Speaker
Description
Positron emission tomography (PET) is one of the most important diagnostic tools in medicine, allowing three-dimensional imaging of functional processes in the body. It is based on a detection of two gamma rays with an energy of 511 keV originating from the point of annihilation of the positron emitted by a radio-labeled agent. By measuring the difference of the arrival times of both annihilation photons it is possible to localize the tracer inside the body. The gamma rays are normally detected by a scintillation detector, which timing accuracy is limited by a photomultiplier and a scintillator.
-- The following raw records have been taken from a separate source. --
//! JSON snapshots of a finalized symbol table and package registry.
//!
//! A snapshot lets the stub generator run without the front end in-process:
//! the front end serializes its frozen state once and the generator reloads
//! it. Loading validates the table so later phases can index records
//! directly.

use crate::packages::PackageRegistry;
use crate::table::SymbolTable;
use crate::validate::TableError;
use rustc_hash::FxHashSet;
use serde::{Deserialize, Serialize};
use std::io::Read;
use std::path::{Path, PathBuf};
use thiserror::Error;
use tracing::debug;

#[derive(Debug, Error)]
pub enum SnapshotError {
    #[error("failed to read snapshot {path}")]
    Io {
        path: PathBuf,
        #[source]
        source: std::io::Error,
    },

    #[error("failed to parse snapshot")]
    Parse(#[from] serde_json::Error),

    #[error("invalid symbol table")]
    Table(#[from] TableError),

    #[error("package `{package}` has output name `{mangled_name}`, which is not a plain file name")]
    InvalidOutputName {
        package: String,
        mangled_name: String,
    },

    #[error("packages `{first}` and `{second}` share the output name `{mangled_name}`")]
    DuplicateOutputName {
        mangled_name: String,
        first: String,
        second: String,
    },
}

/// Frozen input of one generator run.
#[derive(Clone, Debug, Default, Serialize, Deserialize)]
#[serde(rename_all = "camelCase")]
pub struct Snapshot {
    pub table: SymbolTable,
    #[serde(default)]
    pub packages: PackageRegistry,
}

impl Snapshot {
    pub fn new(table: SymbolTable, packages: PackageRegistry) -> Self {
        Self { table, packages }
    }

    /// Parse and validate a snapshot from JSON text.
    pub fn parse(text: &str) -> Result<Self, SnapshotError> {
        let snapshot: Snapshot = serde_json::from_str(text)?;
        snapshot.validate()?;
        Ok(snapshot)
    }

    /// Parse and validate a snapshot from a reader.
    pub fn from_reader(reader: impl Read) -> Result<Self, SnapshotError> {
        let snapshot: Snapshot = serde_json::from_reader(reader)?;
        snapshot.validate()?;
        Ok(snapshot)
    }

    /// Load and validate a snapshot file.
    pub fn load(path: &Path) -> Result<Self, SnapshotError> {
        let text = std::fs::read_to_string(path).map_err(|source| SnapshotError::Io {
            path: path.to_path_buf(),
            source,
        })?;
        let snapshot = Self::parse(&text)?;
        debug!(
            path = %path.display(),
            classes = snapshot.table.class_count(),
            methods = snapshot.table.method_count(),
            packages = snapshot.packages.len(),
            "loaded snapshot"
        );
        Ok(snapshot)
    }

    pub fn to_json(&self) -> Result<String, SnapshotError> {
        Ok(serde_json::to_string_pretty(self)?)
    }

    /// Table structure plus uniqueness of every package's output name.
    pub fn validate(&self) -> Result<(), SnapshotError> {
        self.table.validate()?;

        let mut seen: FxHashSet<&str> = FxHashSet::default();
        for (_, package) in self.packages.iter() {
            if !is_plain_file_name(&package.mangled_name) {
                return Err(SnapshotError::InvalidOutputName {
                    package: package.full_name(),
                    mangled_name: package.mangled_name.clone(),
                });
            }
            if !seen.insert(package.mangled_name.as_str()) {
                let first = self
                    .packages
                    .iter()
                    .find(|(_, other)| other.mangled_name == package.mangled_name)
                    .map(|(_, other)| other.full_name())
                    .unwrap_or_default();
                return Err(SnapshotError::DuplicateOutputName {
                    mangled_name: package.mangled_name.clone(),
                    first,
                    second: package.full_name(),
                });
            }
        }
        Ok(())
    }
}

/// Output names become file names under the output directory.
fn is_plain_file_name(name: &str) -> bool {
    !name.is_empty() && !name.contains(['/', '\\', '\0']) && !name.contains("..")
}
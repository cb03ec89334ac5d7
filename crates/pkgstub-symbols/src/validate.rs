//! Structural validation of a symbol table.
//!
//! Tables built in-process through the `enter_*` API are consistent by
//! construction. Tables deserialized from a snapshot are not: every handle is
//! checked before the table is handed to the emitter, which indexes records
//! directly.

use crate::ids::{ClassId, FileId, SymbolRef};
use crate::table::{Loc, SymbolTable, WELL_KNOWN};
use crate::types::Type;
use thiserror::Error;

#[derive(Debug, Error, PartialEq, Eq)]
pub enum TableError {
    #[error("symbol table is missing well-known class `{expected}` at index {index}")]
    MissingWellKnown { index: u32, expected: &'static str },

    #[error("well-known class at index {index} should be `{expected}`, found `{found}`")]
    WellKnownMismatch {
        index: u32,
        expected: &'static str,
        found: String,
    },

    #[error("{context} references missing {handle}")]
    DanglingHandle { context: String, handle: String },

    #[error("owner chain of class `{name}` does not reach the root")]
    OwnerCycle { name: String },

    #[error("singleton link of class `{name}` is not mirrored by its counterpart")]
    SingletonMismatch { name: String },
}

struct Checker<'a> {
    table: &'a SymbolTable,
}

impl Checker<'_> {
    fn dangling(context: &str, handle: String) -> TableError {
        TableError::DanglingHandle {
            context: context.to_string(),
            handle,
        }
    }

    fn class(&self, id: ClassId, context: &str) -> Result<(), TableError> {
        if id.index() < self.table.classes.len() {
            Ok(())
        } else {
            Err(Self::dangling(context, SymbolRef::from(id).to_string()))
        }
    }

    fn symbol(&self, sym: SymbolRef, context: &str) -> Result<(), TableError> {
        let in_range = match sym {
            SymbolRef::ClassOrModule(id) => id.index() < self.table.classes.len(),
            SymbolRef::Method(id) => id.index() < self.table.methods.len(),
            SymbolRef::FieldOrStaticField(id) => id.index() < self.table.fields.len(),
            SymbolRef::TypeMember(id) => id.index() < self.table.type_members.len(),
            SymbolRef::TypeArgument(id) => id.index() < self.table.type_arguments.len(),
        };
        if in_range {
            Ok(())
        } else {
            Err(Self::dangling(context, sym.to_string()))
        }
    }

    fn file(&self, id: FileId, context: &str) -> Result<(), TableError> {
        if id.index() < self.table.files.len() {
            Ok(())
        } else {
            Err(Self::dangling(context, format!("file#{}", id.0)))
        }
    }

    fn loc(&self, loc: Option<Loc>, context: &str) -> Result<(), TableError> {
        match loc {
            Some(loc) => self.file(loc.file, context),
            None => Ok(()),
        }
    }

    fn ty(&self, ty: &Type, context: &str) -> Result<(), TableError> {
        match ty {
            Type::Alias(sym) | Type::SelfTypeParam(sym) => self.symbol(*sym, context),
            Type::And(left, right) | Type::Or(left, right) => {
                self.ty(left, context)?;
                self.ty(right, context)
            }
            Type::Applied(class, targs) => {
                self.class(*class, context)?;
                self.types(targs, context)
            }
            Type::Class(class) => self.class(*class, context),
            Type::UnresolvedClass { scope, .. } => self.class(*scope, context),
            Type::Meta(wrapped) => self.ty(wrapped, context),
            Type::Shape { keys, values } => {
                self.types(keys, context)?;
                self.types(values, context)
            }
            Type::Tuple(elems) => self.types(elems, context),
            Type::UnresolvedApplied {
                class,
                symbol,
                targs,
            } => {
                self.class(*class, context)?;
                self.symbol(*symbol, context)?;
                self.types(targs, context)
            }
            Type::LambdaParam {
                definition,
                lower,
                upper,
            } => {
                self.symbol((*definition).into(), context)?;
                self.ty(lower, context)?;
                self.ty(upper, context)
            }
            Type::Untyped
            | Type::Literal(_)
            | Type::SelfType
            | Type::TypeVar(_) => Ok(()),
        }
    }

    fn types(&self, types: &[Type], context: &str) -> Result<(), TableError> {
        types.iter().try_for_each(|ty| self.ty(ty, context))
    }

    fn opt_ty(&self, ty: &Option<Type>, context: &str) -> Result<(), TableError> {
        match ty {
            Some(ty) => self.ty(ty, context),
            None => Ok(()),
        }
    }
}

impl SymbolTable {
    /// Check the well-known prefix and that every handle is in range.
    pub fn validate(&self) -> Result<(), TableError> {
        for (idx, &(_, expected, _)) in WELL_KNOWN.iter().enumerate() {
            let index = idx as u32;
            let Some(data) = self.classes.get(idx) else {
                return Err(TableError::MissingWellKnown {
                    index,
                    expected,
                });
            };
            if data.name != expected {
                return Err(TableError::WellKnownMismatch {
                    index,
                    expected,
                    found: data.name.clone(),
                });
            }
        }

        let check = Checker { table: self };

        for data in &self.classes {
            let context = format!("class `{}`", data.name);
            check.class(data.owner, &context)?;
            check.loc(data.loc, &context)?;
            for class in data
                .super_class
                .iter()
                .chain(&data.mixins)
                .chain(&data.singleton_class)
                .chain(&data.attached_class)
            {
                check.class(*class, &context)?;
            }
            for member in &data.type_members {
                check.symbol((*member).into(), &context)?;
            }
            for member in data.members.values() {
                check.symbol(*member, &context)?;
            }
        }

        // A singleton is attached to a non-singleton class that points back,
        // so following `attached_class` takes at most one step.
        for (idx, data) in self.classes.iter().enumerate() {
            let id = ClassId(idx as u32);
            let mirrored = match (data.attached_class, data.singleton_class) {
                (Some(_), Some(_)) => false,
                (Some(attached), None) => {
                    let target = &self.classes[attached.index()];
                    target.attached_class.is_none() && target.singleton_class == Some(id)
                }
                (None, Some(singleton)) => {
                    self.classes[singleton.index()].attached_class == Some(id)
                }
                (None, None) => true,
            };
            if !mirrored {
                return Err(TableError::SingletonMismatch {
                    name: data.name.clone(),
                });
            }
        }

        // Owners are in range now, so every walk either reaches the root or
        // revisits a class within `classes.len()` steps.
        for data in &self.classes {
            let mut current = data.owner;
            let mut steps = 0;
            while current != ClassId::ROOT {
                steps += 1;
                if steps > self.classes.len() {
                    return Err(TableError::OwnerCycle {
                        name: data.name.clone(),
                    });
                }
                current = self.classes[current.index()].owner;
            }
        }

        for data in &self.methods {
            let context = format!("method `{}`", data.name);
            check.class(data.owner, &context)?;
            check.loc(data.loc, &context)?;
            check.opt_ty(&data.result_type, &context)?;
            for arg in &data.arguments {
                check.loc(arg.loc, &context)?;
                check.opt_ty(&arg.ty, &context)?;
            }
            for targ in &data.type_arguments {
                check.symbol((*targ).into(), &context)?;
            }
            if let Some(target) = data.alias_of {
                check.symbol(target.into(), &context)?;
            }
        }

        for data in &self.fields {
            let context = format!("field `{}`", data.name);
            check.class(data.owner, &context)?;
            check.loc(data.loc, &context)?;
            check.opt_ty(&data.result_type, &context)?;
        }

        for data in &self.type_members {
            let context = format!("type member `{}`", data.name);
            check.class(data.owner, &context)?;
            check.opt_ty(&data.result_type, &context)?;
        }

        for data in &self.type_arguments {
            let context = format!("type argument `{}`", data.name);
            check.symbol(data.owner.into(), &context)?;
        }

        Ok(())
    }
}
//! Managed-platform event listener
//!
//! Ships run events to the hosting platform's event endpoint. Constructed
//! only in managed mode, from the cloud coordinates the bootstrap captured.

use async_trait::async_trait;
use reqwest::Client;
use std::time::Duration;

use dispatch_core::CloudEnv;

use crate::{
    error::{EventError, Result},
    listener::EventListener,
    RunEvent,
};

const DELIVERY_TIMEOUT: Duration = Duration::from_secs(10);

/// Event listener that POSTs each event to the managed backend
pub struct CloudEventListener {
    client: Client,
    endpoint: String,
    api_key: String,
}

impl CloudEventListener {
    /// Create a listener bound to one run's event endpoint
    pub fn new(cloud: &CloudEnv) -> Self {
        let endpoint = format!(
            "{}/api/structure-runs/{}/events",
            cloud.base_url.trim_end_matches('/'),
            cloud.run_id
        );

        Self {
            client: Client::new(),
            endpoint,
            api_key: cloud.api_key.clone(),
        }
    }

    /// The resolved event endpoint
    pub fn endpoint(&self) -> &str {
        &self.endpoint
    }
}

#[async_trait]
impl EventListener for CloudEventListener {
    async fn on_event(&self, event: &RunEvent) -> Result<()> {
        let response = self
            .client
            .post(&self.endpoint)
            .header("Authorization", format!("Bearer {}", self.api_key))
            .timeout(DELIVERY_TIMEOUT)
            .json(event)
            .send()
            .await?;

        let status = response.status();
        if !status.is_success() {
            let body = response.text().await.unwrap_or_default();
            return Err(EventError::sink(format!(
                "event sink returned {status}: {body}"
            )));
        }

        Ok(())
    }
}
//! Parser for tool calls in chat-completion responses

use serde::{Deserialize, Serialize};
use serde_json::Value;

use crate::{error::AgentError, Result};

/// A tool call extracted from a model response
#[derive(Debug, Clone, Serialize, Deserialize)]
pub struct ToolCall {
    /// Name of the tool to call
    pub name: String,

    /// Parameters for the tool
    pub parameters: Value,

    /// Optional ID for tracking (from the provider)
    #[serde(skip_serializing_if = "Option::is_none")]
    pub id: Option<String>,
}

impl ToolCall {
    /// Create a new tool call
    pub fn new(name: String, parameters: Value, id: Option<String>) -> Self {
        Self {
            name,
            parameters,
            id,
        }
    }
}

/// Extract tool calls from a raw chat-completion response
///
/// The provider returns tool calls in this shape:
/// ```json
/// {
///   "choices": [{
///     "message": {
///       "tool_calls": [{
///         "id": "call_abc",
///         "type": "function",
///         "function": {
///           "name": "date_time",
///           "arguments": "{}"
///         }
///       }]
///     }
///   }]
/// }
/// ```
///
/// A response without tool calls yields an empty vector.
pub fn parse_tool_calls(response: &Value) -> Result<Vec<ToolCall>> {
    let Some(tool_calls) = response
        .get("choices")
        .and_then(|v| v.get(0))
        .and_then(|v| v.get("message"))
        .and_then(|v| v.get("tool_calls"))
        .and_then(|v| v.as_array())
    else {
        return Ok(Vec::new());
    };

    let mut parsed_calls = Vec::new();

    for call in tool_calls {
        let id = call
            .get("id")
            .and_then(|v| v.as_str())
            .map(|s| s.to_string());

        let function = call
            .get("function")
            .ok_or_else(|| AgentError::parse("Missing function field"))?;

        let name = function
            .get("name")
            .and_then(|v| v.as_str())
            .ok_or_else(|| AgentError::parse("Missing function name"))?
            .to_string();

        let arguments_str = function
            .get("arguments")
            .and_then(|v| v.as_str())
            .ok_or_else(|| AgentError::parse("Missing function arguments"))?;

        let parameters: Value = serde_json::from_str(arguments_str)
            .map_err(|e| AgentError::parse(format!("Invalid JSON arguments: {e}")))?;

        parsed_calls.push(ToolCall {
            name,
            parameters,
            id,
        });
    }

    Ok(parsed_calls)
}

/// Extract the assistant's text from a raw chat-completion response
pub fn extract_content(response: &Value) -> String {
    response
        .get("choices")
        .and_then(|v| v.get(0))
        .and_then(|v| v.get("message"))
        .and_then(|v| v.get("content"))
        .and_then(|v| v.as_str())
        .unwrap_or("")
        .to_string()
}

#[cfg(test)]
mod tests {
    use super::*;
    use serde_json::json;

    #[test]
    fn test_parse_tool_call() {
        let response = json!({
            "choices": [{
                "message": {
                    "tool_calls": [{
                        "id": "call_123",
                        "type": "function",
                        "function": {
                            "name": "date_time",
                            "arguments": "{}"
                        }
                    }]
                }
            }]
        });

        let calls = parse_tool_calls(&response).unwrap();
        assert_eq!(calls.len(), 1);
        assert_eq!(calls[0].name, "date_time");
        assert_eq!(calls[0].id.as_ref().unwrap(), "call_123");
    }

    #[test]
    fn test_parse_multiple_tool_calls() {
        let response = json!({
            "choices": [{
                "message": {
                    "tool_calls": [
                        {
                            "id": "call_1",
                            "type": "function",
                            "function": {
                                "name": "date_time",
                                "arguments": "{}"
                            }
                        },
                        {
                            "id": "call_2",
                            "type": "function",
                            "function": {
                                "name": "date_time",
                                "arguments": "{\"timezone\": \"UTC\"}"
                            }
                        }
                    ]
                }
            }]
        });

        let calls = parse_tool_calls(&response).unwrap();
        assert_eq!(calls.len(), 2);
        assert_eq!(calls[1].parameters["timezone"], "UTC");
    }

    #[test]
    fn test_no_tool_calls_is_empty() {
        let response = json!({
            "choices": [{
                "message": {
                    "content": "Just a regular response"
                }
            }]
        });

        let calls = parse_tool_calls(&response).unwrap();
        assert!(calls.is_empty());
    }

    #[test]
    fn test_parse_invalid_arguments() {
        let response = json!({
            "choices": [{
                "message": {
                    "tool_calls": [{
                        "id": "call_123",
                        "type": "function",
                        "function": {
                            "name": "date_time",
                            "arguments": "invalid json {"
                        }
                    }]
                }
            }]
        });

        let result = parse_tool_calls(&response);
        assert!(result.is_err());
    }

    #[test]
    fn test_extract_content() {
        let response = json!({
            "choices": [{
                "message": {
                    "content": "It is noon."
                }
            }]
        });

        assert_eq!(extract_content(&response), "It is noon.");
    }

    #[test]
    fn test_extract_content_missing() {
        let response = json!({"choices": []});
        assert_eq!(extract_content(&response), "");
    }
}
By replacing a photo sensor with a micro channel plate PMT (MCP-PMT) and a scintillator with Cherenkov radiator, it is possible to localize the interaction position to the cm level. In a pioneering experimental study with Cherenkov detectors using $PbF_2$ crystals and microchannel plate photomultiplier tubes MCP-PMT a time resolution better than 100 ps was achieved. In this work a DRS4 digital ring sampler chip was used to read out single photons output signals from two different MCP-PMTs (Hamamatsu R3809 and Burle 85001) with a sampling rate of 5$\times$10$^9$ samples/s. The digitized waveforms were analyzed and a comparison between the two detectors timing response was made. The best time resolutions achieved were 161 and 224 ps FWHM for the Hamamatsu and Burle MCP-PMT respectively.